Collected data
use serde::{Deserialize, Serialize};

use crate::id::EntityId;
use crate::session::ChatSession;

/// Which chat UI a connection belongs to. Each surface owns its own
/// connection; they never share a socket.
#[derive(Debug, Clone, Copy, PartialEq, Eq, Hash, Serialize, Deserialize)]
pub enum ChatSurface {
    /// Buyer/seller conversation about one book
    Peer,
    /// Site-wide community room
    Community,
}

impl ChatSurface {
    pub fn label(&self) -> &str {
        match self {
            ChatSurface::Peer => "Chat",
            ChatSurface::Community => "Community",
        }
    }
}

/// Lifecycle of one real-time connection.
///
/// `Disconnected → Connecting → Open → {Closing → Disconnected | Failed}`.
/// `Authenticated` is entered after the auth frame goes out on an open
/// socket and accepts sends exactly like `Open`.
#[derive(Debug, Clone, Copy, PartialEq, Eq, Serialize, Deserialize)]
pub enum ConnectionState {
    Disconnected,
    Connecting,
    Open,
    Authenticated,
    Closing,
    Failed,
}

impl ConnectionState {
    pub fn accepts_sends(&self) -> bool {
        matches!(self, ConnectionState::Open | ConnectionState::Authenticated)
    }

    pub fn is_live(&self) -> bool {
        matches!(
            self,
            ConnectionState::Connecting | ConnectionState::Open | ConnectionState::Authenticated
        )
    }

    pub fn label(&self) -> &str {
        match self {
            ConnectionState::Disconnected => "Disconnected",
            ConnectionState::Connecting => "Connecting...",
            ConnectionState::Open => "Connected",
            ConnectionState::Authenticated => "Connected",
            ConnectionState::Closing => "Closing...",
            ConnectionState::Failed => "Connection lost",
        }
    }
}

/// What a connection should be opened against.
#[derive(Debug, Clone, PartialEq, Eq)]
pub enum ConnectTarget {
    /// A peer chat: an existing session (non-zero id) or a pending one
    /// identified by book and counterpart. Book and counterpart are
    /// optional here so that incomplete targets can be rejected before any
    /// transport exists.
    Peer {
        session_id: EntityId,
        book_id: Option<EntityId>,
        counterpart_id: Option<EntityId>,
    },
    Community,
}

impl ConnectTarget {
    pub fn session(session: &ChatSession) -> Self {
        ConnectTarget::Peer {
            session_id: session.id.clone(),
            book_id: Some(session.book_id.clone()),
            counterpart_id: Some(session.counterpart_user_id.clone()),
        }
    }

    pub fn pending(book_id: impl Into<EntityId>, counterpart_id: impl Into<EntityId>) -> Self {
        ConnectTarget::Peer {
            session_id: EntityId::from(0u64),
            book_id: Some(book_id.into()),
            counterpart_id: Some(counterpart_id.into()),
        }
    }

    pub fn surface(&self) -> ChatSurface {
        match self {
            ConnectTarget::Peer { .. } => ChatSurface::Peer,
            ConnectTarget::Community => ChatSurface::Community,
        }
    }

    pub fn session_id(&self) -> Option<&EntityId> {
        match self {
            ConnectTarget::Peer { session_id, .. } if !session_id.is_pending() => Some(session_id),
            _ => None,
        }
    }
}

* * *

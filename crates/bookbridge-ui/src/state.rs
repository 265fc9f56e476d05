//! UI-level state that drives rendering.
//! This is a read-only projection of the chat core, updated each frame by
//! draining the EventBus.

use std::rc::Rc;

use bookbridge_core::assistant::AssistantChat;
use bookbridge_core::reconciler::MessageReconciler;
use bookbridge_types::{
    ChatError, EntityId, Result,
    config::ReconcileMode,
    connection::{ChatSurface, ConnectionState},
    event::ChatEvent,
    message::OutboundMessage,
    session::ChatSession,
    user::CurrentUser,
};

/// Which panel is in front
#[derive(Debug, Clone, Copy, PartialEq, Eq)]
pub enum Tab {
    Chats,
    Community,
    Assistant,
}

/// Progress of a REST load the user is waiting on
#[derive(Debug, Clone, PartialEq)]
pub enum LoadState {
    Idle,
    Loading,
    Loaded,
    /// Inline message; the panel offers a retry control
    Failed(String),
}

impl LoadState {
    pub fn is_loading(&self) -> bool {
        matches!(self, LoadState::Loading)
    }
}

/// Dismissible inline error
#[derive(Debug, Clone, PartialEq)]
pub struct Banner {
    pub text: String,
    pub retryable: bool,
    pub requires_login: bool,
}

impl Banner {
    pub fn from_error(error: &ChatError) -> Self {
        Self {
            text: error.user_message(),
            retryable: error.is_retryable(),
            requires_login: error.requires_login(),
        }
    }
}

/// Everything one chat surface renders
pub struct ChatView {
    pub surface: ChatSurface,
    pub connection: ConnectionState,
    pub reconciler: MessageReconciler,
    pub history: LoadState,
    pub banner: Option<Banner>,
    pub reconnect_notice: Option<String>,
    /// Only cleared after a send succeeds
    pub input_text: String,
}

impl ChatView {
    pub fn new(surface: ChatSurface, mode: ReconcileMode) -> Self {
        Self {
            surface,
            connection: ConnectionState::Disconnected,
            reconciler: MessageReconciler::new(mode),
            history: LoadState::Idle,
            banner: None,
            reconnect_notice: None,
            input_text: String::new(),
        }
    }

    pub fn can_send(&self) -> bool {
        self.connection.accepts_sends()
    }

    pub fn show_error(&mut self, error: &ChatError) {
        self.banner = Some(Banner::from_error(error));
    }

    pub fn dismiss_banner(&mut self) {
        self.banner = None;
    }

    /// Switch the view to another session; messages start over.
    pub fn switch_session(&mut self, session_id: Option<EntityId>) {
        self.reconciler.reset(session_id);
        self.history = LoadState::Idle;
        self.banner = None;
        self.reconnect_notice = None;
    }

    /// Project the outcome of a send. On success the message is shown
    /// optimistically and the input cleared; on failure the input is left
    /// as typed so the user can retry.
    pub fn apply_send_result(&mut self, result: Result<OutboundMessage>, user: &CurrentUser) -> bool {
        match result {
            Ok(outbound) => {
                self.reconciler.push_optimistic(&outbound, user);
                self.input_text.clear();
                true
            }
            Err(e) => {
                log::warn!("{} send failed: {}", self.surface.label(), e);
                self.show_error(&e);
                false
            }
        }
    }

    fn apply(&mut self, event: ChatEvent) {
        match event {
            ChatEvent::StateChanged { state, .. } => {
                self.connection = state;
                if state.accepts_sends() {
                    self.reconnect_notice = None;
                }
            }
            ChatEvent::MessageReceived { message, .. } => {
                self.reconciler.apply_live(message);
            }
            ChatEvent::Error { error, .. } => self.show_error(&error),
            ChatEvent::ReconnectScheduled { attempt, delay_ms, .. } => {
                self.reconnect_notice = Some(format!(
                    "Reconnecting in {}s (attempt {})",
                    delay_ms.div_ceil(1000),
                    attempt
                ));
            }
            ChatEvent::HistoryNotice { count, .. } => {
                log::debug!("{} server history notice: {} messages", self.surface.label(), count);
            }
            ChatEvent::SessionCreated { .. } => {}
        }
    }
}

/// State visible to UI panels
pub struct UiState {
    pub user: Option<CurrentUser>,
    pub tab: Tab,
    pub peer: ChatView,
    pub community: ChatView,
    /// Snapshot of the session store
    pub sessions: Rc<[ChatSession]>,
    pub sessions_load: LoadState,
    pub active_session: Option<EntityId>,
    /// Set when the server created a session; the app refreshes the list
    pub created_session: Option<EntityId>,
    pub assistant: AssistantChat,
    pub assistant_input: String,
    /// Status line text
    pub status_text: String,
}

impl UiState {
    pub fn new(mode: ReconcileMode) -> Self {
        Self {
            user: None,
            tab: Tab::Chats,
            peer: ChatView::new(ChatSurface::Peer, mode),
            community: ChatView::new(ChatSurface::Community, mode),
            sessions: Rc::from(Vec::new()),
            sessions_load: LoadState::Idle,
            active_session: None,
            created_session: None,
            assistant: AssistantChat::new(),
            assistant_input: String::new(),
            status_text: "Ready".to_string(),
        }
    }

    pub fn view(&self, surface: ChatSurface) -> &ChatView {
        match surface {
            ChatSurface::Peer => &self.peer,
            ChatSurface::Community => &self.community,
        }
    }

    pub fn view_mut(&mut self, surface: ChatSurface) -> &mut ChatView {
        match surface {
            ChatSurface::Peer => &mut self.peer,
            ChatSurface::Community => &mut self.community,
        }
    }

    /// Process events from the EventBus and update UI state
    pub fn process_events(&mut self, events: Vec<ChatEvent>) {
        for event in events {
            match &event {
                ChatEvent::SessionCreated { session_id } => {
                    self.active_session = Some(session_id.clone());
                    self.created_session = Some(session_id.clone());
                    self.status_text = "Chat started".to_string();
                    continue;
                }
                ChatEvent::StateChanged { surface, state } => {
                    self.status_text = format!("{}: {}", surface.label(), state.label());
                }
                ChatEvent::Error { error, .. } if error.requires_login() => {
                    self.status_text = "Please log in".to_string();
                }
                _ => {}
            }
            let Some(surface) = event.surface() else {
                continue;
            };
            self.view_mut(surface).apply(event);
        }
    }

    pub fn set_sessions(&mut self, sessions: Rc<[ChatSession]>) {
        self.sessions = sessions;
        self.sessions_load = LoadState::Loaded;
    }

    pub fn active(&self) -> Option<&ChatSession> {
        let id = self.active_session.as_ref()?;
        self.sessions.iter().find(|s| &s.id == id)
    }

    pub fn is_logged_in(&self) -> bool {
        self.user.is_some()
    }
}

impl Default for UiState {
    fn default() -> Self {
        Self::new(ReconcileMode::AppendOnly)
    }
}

...

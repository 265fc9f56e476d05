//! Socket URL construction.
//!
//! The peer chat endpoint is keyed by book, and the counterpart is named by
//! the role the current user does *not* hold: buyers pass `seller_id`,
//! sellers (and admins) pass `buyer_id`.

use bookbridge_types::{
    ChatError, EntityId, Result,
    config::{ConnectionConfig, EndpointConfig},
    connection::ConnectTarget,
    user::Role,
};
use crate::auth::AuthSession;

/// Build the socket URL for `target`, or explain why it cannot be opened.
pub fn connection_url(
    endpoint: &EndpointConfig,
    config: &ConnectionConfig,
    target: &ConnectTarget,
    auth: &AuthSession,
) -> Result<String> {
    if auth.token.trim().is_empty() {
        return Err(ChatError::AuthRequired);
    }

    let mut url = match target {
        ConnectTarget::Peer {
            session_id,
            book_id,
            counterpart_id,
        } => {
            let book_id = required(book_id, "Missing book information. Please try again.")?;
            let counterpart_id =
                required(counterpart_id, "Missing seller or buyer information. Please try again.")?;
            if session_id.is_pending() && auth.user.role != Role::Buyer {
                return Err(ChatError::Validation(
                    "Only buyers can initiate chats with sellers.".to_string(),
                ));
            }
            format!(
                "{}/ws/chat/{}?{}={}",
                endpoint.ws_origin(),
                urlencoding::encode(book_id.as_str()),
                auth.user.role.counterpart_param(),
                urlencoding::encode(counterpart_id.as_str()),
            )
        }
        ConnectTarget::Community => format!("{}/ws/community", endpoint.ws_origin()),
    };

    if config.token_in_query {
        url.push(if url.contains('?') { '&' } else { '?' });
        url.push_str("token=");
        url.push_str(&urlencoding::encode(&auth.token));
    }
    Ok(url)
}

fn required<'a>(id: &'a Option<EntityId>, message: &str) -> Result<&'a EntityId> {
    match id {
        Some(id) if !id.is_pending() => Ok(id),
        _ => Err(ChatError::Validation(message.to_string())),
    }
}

Exercise description => Each line in the entries above that includes the string "retryable" should be extracted.

Problem solution =>
    pub retryable: bool,
            retryable: error.is_retryable(),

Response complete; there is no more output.